> **ASSIGNMENT**:
Every line below that has "ChainQuery" in it should be copied.

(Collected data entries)
------------------------------------------------
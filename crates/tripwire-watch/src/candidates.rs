//! Downstream feeds derived from tracked statuses.
//!
//! Two consumers poll the tracker's output: the wallet's spend flow, which
//! wants the vaults whose unvault path is open right now, and the
//! watchtower collaborator, which wants `{vault_id, trigger_txid, network}`
//! for every vault that has not been triggered yet. The registration HTTP
//! call itself is the collaborator's job; this module only filters.

use std::collections::{HashMap, HashSet};

use bitcoin::Txid;
use serde::{Deserialize, Serialize};

use tripwire_vault::{Vault, VaultStatus};

use crate::{remaining_blocks, RemainingBlocks};

/// A vault whose timelock path is spendable at the current tip.
#[derive(Debug, Clone, Serialize, Deserialize, PartialEq, Eq)]
pub struct SpendableTrigger {
    pub vault_id: String,
    /// The compiled trigger descriptor; the wallet derives the unvault
    /// spend from it.
    pub descriptor: String,
}

/// Vaults whose remaining-blocks count is exactly zero.
///
/// Panics on duplicate trigger descriptors across vaults: every vault gets
/// a fresh panic key, so a collision means key generation is broken: an
/// integrity violation, not a condition to paper over.
pub fn spendable_triggers(
    vaults: &[Vault],
    statuses: &HashMap<String, VaultStatus>,
    chain_tip: u32,
) -> Vec<SpendableTrigger> {
    let mut seen = HashSet::new();
    let mut spendable = Vec::new();

    for vault in vaults {
        let untracked = VaultStatus::new(&vault.vault_id);
        let status = statuses.get(&vault.vault_id).unwrap_or(&untracked);
        if remaining_blocks(vault, status, chain_tip) == RemainingBlocks::Blocks(0) {
            assert!(
                seen.insert(vault.trigger_descriptor.clone()),
                "duplicate trigger descriptor across vaults: panic-key collision"
            );
            spendable.push(SpendableTrigger {
                vault_id: vault.vault_id.clone(),
                descriptor: vault.trigger_descriptor.clone(),
            });
        }
    }

    spendable
}

/// One watchtower registration request.
#[derive(Debug, Clone, Serialize, Deserialize, PartialEq, Eq)]
pub struct WatchtowerCandidate {
    pub vault_id: String,
    /// Txid of the cheapest-rate trigger, enough for the tower to recognize
    /// the vault; every variant pays the same script.
    pub trigger_txid: Txid,
    pub network_id: String,
}

/// Registration candidates: every vault with no trigger observed yet.
pub fn watchtower_candidates(
    vaults: &[Vault],
    statuses: &HashMap<String, VaultStatus>,
    network_id: &str,
) -> Vec<WatchtowerCandidate> {
    vaults
        .iter()
        .filter(|vault| {
            statuses
                .get(&vault.vault_id)
                .map_or(true, |status| !status.is_triggered())
        })
        .map(|vault| {
            let entry = vault
                .default_trigger()
                .expect("vault record without trigger entries");
            let meta = vault
                .meta_for(&entry.trigger_tx_hex)
                .expect("trigger transaction missing from tx map");
            WatchtowerCandidate {
                vault_id: vault.vault_id.clone(),
                trigger_txid: meta.txid,
                network_id: network_id.to_string(),
            }
        })
        .collect()
}

/// Shared fixtures for the watch tests: a really-built vault tree and an
/// in-memory chain.
#[cfg(test)]
pub(crate) mod tests_support {
    use std::cell::RefCell;
    use std::collections::HashMap;
    use std::str::FromStr;

    use bitcoin::consensus::encode;
    use bitcoin::hashes::Hash;
    use bitcoin::secp256k1::{Secp256k1, SecretKey};
    use bitcoin::{
        Address, Amount, BlockHash, CompressedPublicKey, Network, PublicKey, Script, ScriptBuf,
        Transaction, Txid,
    };

    use tripwire_core::chain::{ChainError, ChainQuery, TxSummary};
    use tripwire_core::select::LargestFirstSelector;
    use tripwire_core::utxo::{CandidateUtxo, UtxosData};
    use tripwire_vault::registry::{AllocError, VaultIdAllocator};
    use tripwire_vault::{BuildRequest, LockBlocks, SoftwareSigner, Vault, VaultBuilder};

    pub const NETWORK: Network = Network::Signet;

    pub struct TestTree {
        pub vault: Vault,
        pub vault_tx: Transaction,
        /// Trigger variants in sampled-rate order.
        pub triggers: Vec<Transaction>,
        /// The first trigger's panic ladder.
        pub panics: Vec<Transaction>,
    }

    struct FixedAllocator(String);

    impl VaultIdAllocator for FixedAllocator {
        fn allocate(&self) -> Result<(String, u32), AllocError> {
            Ok((self.0.clone(), 0))
        }
    }

    fn test_key(tag: u8) -> SecretKey {
        let mut bytes = [0u8; 32];
        bytes[31] = tag;
        bytes[0] = 0x01;
        SecretKey::from_slice(&bytes).unwrap()
    }

    fn p2wpkh_address(secret: &SecretKey) -> Address {
        let secp = Secp256k1::new();
        Address::p2wpkh(&CompressedPublicKey(secret.public_key(&secp)), NETWORK)
    }

    fn decode(tx_hex: &str) -> Transaction {
        encode::deserialize(&hex::decode(tx_hex).unwrap()).unwrap()
    }

    pub fn built_vault() -> TestTree {
        built_vault_with_id("watch-vault")
    }

    pub fn built_vault_with_id(vault_id: &str) -> TestTree {
        let secp = Secp256k1::new();
        let wallet = test_key(1);
        let mut signer = SoftwareSigner::new();
        signer.add_key(wallet);

        let funding = Transaction {
            version: bitcoin::transaction::Version::TWO,
            lock_time: bitcoin::absolute::LockTime::ZERO,
            input: vec![bitcoin::TxIn {
                previous_output: bitcoin::OutPoint::null(),
                script_sig: ScriptBuf::new(),
                sequence: bitcoin::Sequence::ENABLE_RBF_NO_LOCKTIME,
                witness: bitcoin::Witness::new(),
            }],
            output: vec![bitcoin::TxOut {
                value: Amount::from_sat(150_000),
                script_pubkey: p2wpkh_address(&wallet).script_pubkey(),
            }],
        };
        let coins = UtxosData::new(vec![CandidateUtxo::from_prev_tx(&funding, 0).unwrap()]);

        let change_descriptor = miniscript::Descriptor::from_str(
            "wpkh(xpub661MyMwAqRbcFtXgS5sYJABqqG9YLmC4Q1Rdap9gSE8NqtwybGhePY2gZ29ESFjqJoCu1Rupje8YtGqsefD265TMg7usUDFdp6W1EGMcet8/1/*)",
        )
        .unwrap();

        let request = BuildRequest {
            amount: Amount::from_sat(100_000),
            unvault_key: PublicKey::new(test_key(10).public_key(&secp)),
            samples: 3,
            fee_rate: 5.0,
            service_fee_rate: 0,
            fee_rate_ceiling: 50.0,
            cold_address: p2wpkh_address(&test_key(11)),
            change_descriptor,
            service_address: p2wpkh_address(&test_key(12)),
            lock_blocks: LockBlocks::from_blocks(144).unwrap(),
            coins,
        };

        let selector = LargestFirstSelector::new();
        let allocator = FixedAllocator(vault_id.to_string());
        let builder = VaultBuilder::new(NETWORK, &selector, &signer, &allocator);
        let vault = builder.build(&request, &mut |_| true).unwrap();

        let vault_tx = decode(&vault.vault_tx_hex);
        let triggers: Vec<Transaction> = vault
            .trigger_map
            .iter()
            .map(|e| decode(&e.trigger_tx_hex))
            .collect();
        let panics: Vec<Transaction> = vault.trigger_map[0]
            .panic_tx_hexes
            .iter()
            .map(|h| decode(h))
            .collect();

        TestTree {
            vault,
            vault_tx,
            triggers,
            panics,
        }
    }

    /// In-memory chain: transactions with heights, history by script scan.
    ///
    /// Uses interior mutability so tests can hold a tracker borrowing the
    /// chain immutably while mutating chain state underneath it.
    pub struct MockChain {
        tip: u32,
        txs: RefCell<HashMap<Txid, Transaction>>,
        heights: RefCell<HashMap<Txid, u32>>,
    }

    impl MockChain {
        pub fn new(tip: u32) -> Self {
            Self {
                tip,
                txs: RefCell::new(HashMap::new()),
                heights: RefCell::new(HashMap::new()),
            }
        }

        pub fn confirm(&self, tx: Transaction, height: u32) {
            let txid = tx.compute_txid();
            self.txs.borrow_mut().insert(txid, tx);
            self.heights.borrow_mut().insert(txid, height);
        }

        pub fn mempool(&self, tx: Transaction) {
            self.confirm(tx, 0);
        }

        pub fn promote(&self, txid: Txid, height: u32) {
            self.heights.borrow_mut().insert(txid, height);
        }

        pub fn forget(&self, txid: Txid) {
            self.txs.borrow_mut().remove(&txid);
            self.heights.borrow_mut().remove(&txid);
        }
    }

    impl ChainQuery for MockChain {
        fn transaction(&self, txid: &Txid) -> Result<Transaction, ChainError> {
            self.txs
                .borrow()
                .get(txid)
                .cloned()
                .ok_or(ChainError::TxNotFound(*txid))
        }

        fn script_history(&self, script: &Script) -> Result<Vec<TxSummary>, ChainError> {
            let mut history = Vec::new();
            let txs = self.txs.borrow();
            let heights = self.heights.borrow();
            for (txid, tx) in txs.iter() {
                let funds = tx.output.iter().any(|o| o.script_pubkey.as_script() == script);
                let spends = tx.input.iter().any(|i| {
                    txs
                        .get(&i.previous_output.txid)
                        .and_then(|prev| prev.output.get(i.previous_output.vout as usize))
                        .map_or(false, |o| o.script_pubkey.as_script() == script)
                });
                if funds || spends {
                    history.push(TxSummary {
                        txid: *txid,
                        height: heights.get(txid).copied().unwrap_or(0),
                    });
                }
            }
            // Oldest first, mempool last, as Electrum servers report it.
            history.sort_by_key(|h| if h.height == 0 { u32::MAX } else { h.height });
            Ok(history)
        }

        fn tip_height(&self) -> Result<u32, ChainError> {
            Ok(self.tip)
        }

        fn block_hash(&self, height: u32) -> Result<Option<BlockHash>, ChainError> {
            Ok((height <= self.tip).then(BlockHash::all_zeros))
        }
    }
}

#[cfg(test)]
mod tests {
    use super::tests_support::built_vault_with_id;
    use super::*;

    fn status_with_remaining(vault: &Vault, tip: u32, remaining: u32) -> VaultStatus {
        let mut status = VaultStatus::new(&vault.vault_id);
        status.trigger_tx_hex = Some(vault.trigger_map[0].trigger_tx_hex.clone());
        // remaining = lock - (tip - height) - 1  ⇒  height for a target.
        let height = tip + remaining + 1 - vault.lock_blocks as u32;
        status.trigger_tx_height = Some(height);
        status
    }

    #[test]
    fn spendable_exactly_at_zero() {
        let tree = built_vault_with_id("vault-a");
        let vault = tree.vault;
        let tip = 1_000;

        let mut statuses = HashMap::new();
        statuses.insert(vault.vault_id.clone(), status_with_remaining(&vault, tip, 0));

        let spendable = spendable_triggers(std::slice::from_ref(&vault), &statuses, tip);
        assert_eq!(spendable.len(), 1);
        assert_eq!(spendable[0].vault_id, "vault-a");
        assert_eq!(spendable[0].descriptor, vault.trigger_descriptor);
    }

    #[test]
    fn not_spendable_one_block_early() {
        let tree = built_vault_with_id("vault-a");
        let vault = tree.vault;
        let tip = 1_000;

        let mut statuses = HashMap::new();
        statuses.insert(vault.vault_id.clone(), status_with_remaining(&vault, tip, 1));

        assert!(spendable_triggers(std::slice::from_ref(&vault), &statuses, tip).is_empty());
    }

    #[test]
    fn untriggered_and_spent_vaults_are_not_spendable() {
        let tree = built_vault_with_id("vault-a");
        let vault = tree.vault;
        let tip = 1_000;

        // No status at all: not pushed.
        let statuses = HashMap::new();
        assert!(spendable_triggers(std::slice::from_ref(&vault), &statuses, tip).is_empty());

        // Terminal status: spent.
        let mut spent = status_with_remaining(&vault, tip, 0);
        spent.panic_tx_hex = Some(vault.trigger_map[0].panic_tx_hexes[0].clone());
        let mut statuses = HashMap::new();
        statuses.insert(vault.vault_id.clone(), spent);
        assert!(spendable_triggers(std::slice::from_ref(&vault), &statuses, tip).is_empty());
    }

    #[test]
    fn distinct_vaults_have_distinct_descriptors() {
        let a = built_vault_with_id("vault-a").vault;
        let b = built_vault_with_id("vault-b").vault;
        let tip = 1_000;

        let mut statuses = HashMap::new();
        statuses.insert(a.vault_id.clone(), status_with_remaining(&a, tip, 0));
        statuses.insert(b.vault_id.clone(), status_with_remaining(&b, tip, 0));

        let spendable = spendable_triggers(&[a, b], &statuses, tip);
        assert_eq!(spendable.len(), 2);
        assert_ne!(spendable[0].descriptor, spendable[1].descriptor);
    }

    #[test]
    #[should_panic(expected = "panic-key collision")]
    fn duplicate_descriptors_are_an_integrity_violation() {
        let a = built_vault_with_id("vault-a").vault;
        let mut b = a.clone();
        b.vault_id = "vault-b".into();
        let tip = 1_000;

        let mut statuses = HashMap::new();
        statuses.insert(a.vault_id.clone(), status_with_remaining(&a, tip, 0));
        statuses.insert(b.vault_id.clone(), status_with_remaining(&b, tip, 0));

        spendable_triggers(&[a, b], &statuses, tip);
    }

    #[test]
    fn watchtower_wants_untriggered_vaults() {
        let a = built_vault_with_id("vault-a").vault;
        let b = built_vault_with_id("vault-b").vault;

        let mut statuses = HashMap::new();
        // Vault a is already triggered; only b needs tower protection.
        statuses.insert(
            a.vault_id.clone(),
            status_with_remaining(&a, 1_000, 50),
        );

        let candidates = watchtower_candidates(&[a, b.clone()], &statuses, "signet");
        assert_eq!(candidates.len(), 1);
        assert_eq!(candidates[0].vault_id, "vault-b");
        assert_eq!(candidates[0].network_id, "signet");

        // The registered txid is the cheapest-rate trigger's.
        let expected = b
            .meta_for(&b.trigger_map[0].trigger_tx_hex)
            .unwrap()
            .txid;
        assert_eq!(candidates[0].trigger_txid, expected);
    }

    #[test]
    fn candidate_serde_shapes() {
        let b = built_vault_with_id("vault-b").vault;
        let candidates = watchtower_candidates(std::slice::from_ref(&b), &HashMap::new(), "bitcoin");

        let json = serde_json::to_string(&candidates).unwrap();
        let restored: Vec<WatchtowerCandidate> = serde_json::from_str(&json).unwrap();
        assert_eq!(restored, candidates);
    }
}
------------------------------------------------
> **EXERCISE SOLUTION**:
    use tripwire_core::chain::{ChainError, ChainQuery, TxSummary};
    impl ChainQuery for MockChain {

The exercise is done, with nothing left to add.